Amazon’s Q1 online retail sales fell 3% year over year to $51.1 billion, while physical store sales rose 17% to $4.6 billion. Net product sales fell 1.8%. Overall company net sales, including its AWS cloud services unit, rose 7% to $116.4 billion.
Its e-commerce services posted gains. Marketplace seller fees revenue rose 7% to $25.3 billion, subscription services rose 11% to $8.4 billion and advertising revenue rose 23% to $7.9 billion.
The company swung into the red, with a net loss of $3.8 billion, compared with a net income of $8.1 billion in the year-ago quarter, according to a company press release. That included a pre-tax loss of $7.6 billion from its investment in electric vehicle company Rivian Automotive.
Amazon Chief Financial Officer Brian Olsavsky on Thursday said the company now boasts "the widest selection ever" for Prime delivery, the swift, free shipping enjoyed by its paying members. Nevertheless, as consumers headed back to stores in the first months of the year, and with inflation taking a bite out of discretionary spending, the e-retailer's product sales took a hit.
While that revenue is down and growth in its retail-related services also slowed, its costs keep rising. The company's total operating expense rose 13.2% to $112.8 billion, including a nearly 23% increase in fulfillment costs. That's in part due to rising costs including labor, cargo and fuel, but also because of excess capacity in the company's fulfillment and transportation network, Olsavsky said.
Along with taking steps to mitigate some of those costs, the company will grow into that capacity, to some extent even this year, he also said. While keeping an eye on inflation, the company is not seeing much hit to demand, according to Olsavsky.
"We'll be really glad we have capacity in Q3 when Prime Day hits, because that's always a big surge of inventory and orders. And then definitely in the holiday season," he said. "The way we see it is, we've come out of a very tumultuous two years. We are glad we made the decisions we made over the past two years. And now we have a chance to do more to rightsize our capacity to a more normalized demand pattern."
The company said that Prime Day will take place in July. To make up for muted sales, there may have to be another one, according to Insider Intelligence principal analyst Andrew Lipsman.
"This was a tough quarter for Amazon with trends across every key area of the business heading in the wrong direction and a weak outlook for Q2," Lipsman said in emailed comments. "Bottom line: Amazon will need to find a way to recharge growth in its commerce business in the coming quarters — don't be surprised if Amazon hosts a second Prime Day this year in October to generate incremental revenues."

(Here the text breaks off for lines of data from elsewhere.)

//! # Stockroom Entry Point
//!
//! Starts the runtime and hands over to `stockroom_console::run`.
//!
//! ## Exit Status
//! - `0` - Operator quit or input ended
//! - `1` - Startup failed (database or image directory unusable)

use std::process::ExitCode;

#[tokio::main]
async fn main() -> ExitCode {
    // The actual setup is in lib.rs for better testability
    match stockroom_console::run().await {
        Ok(()) => ExitCode::SUCCESS,
        Err(err) => {
            eprintln!("stockroom: {err}");
            ExitCode::FAILURE
        }
    }
}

The quarter's results underscore how much Amazon's own retail sales have receded compared to the rest of its business, but it remains a robust operation. Olsavsky said the company "added millions more new Prime members during the quarter." Telsey Advisory Group analysts peg that total at about 200 million globally. New initiatives like Buy with Prime, allowing Prime members to leverage their Amazon payment and delivery when buying on other sites, its logistics and growing businesses like its pharmacy offer are "making Amazon more valuable," Telsey analysts led by Joseph Feldman said in Friday research note.
Still, the quarter's challenges set the stage for an uncharacteristically tricky year for the online giant.
"The company remains extremely powerful and has a very attractive business model," GlobalData Managing Director Neil Saunders said in emailed comments. "It is focused on customers and will remain the destination of choice for online shoppers. However, the year ahead will be a more challenging one than Amazon is used to – especially if economic conditions deteriorate further."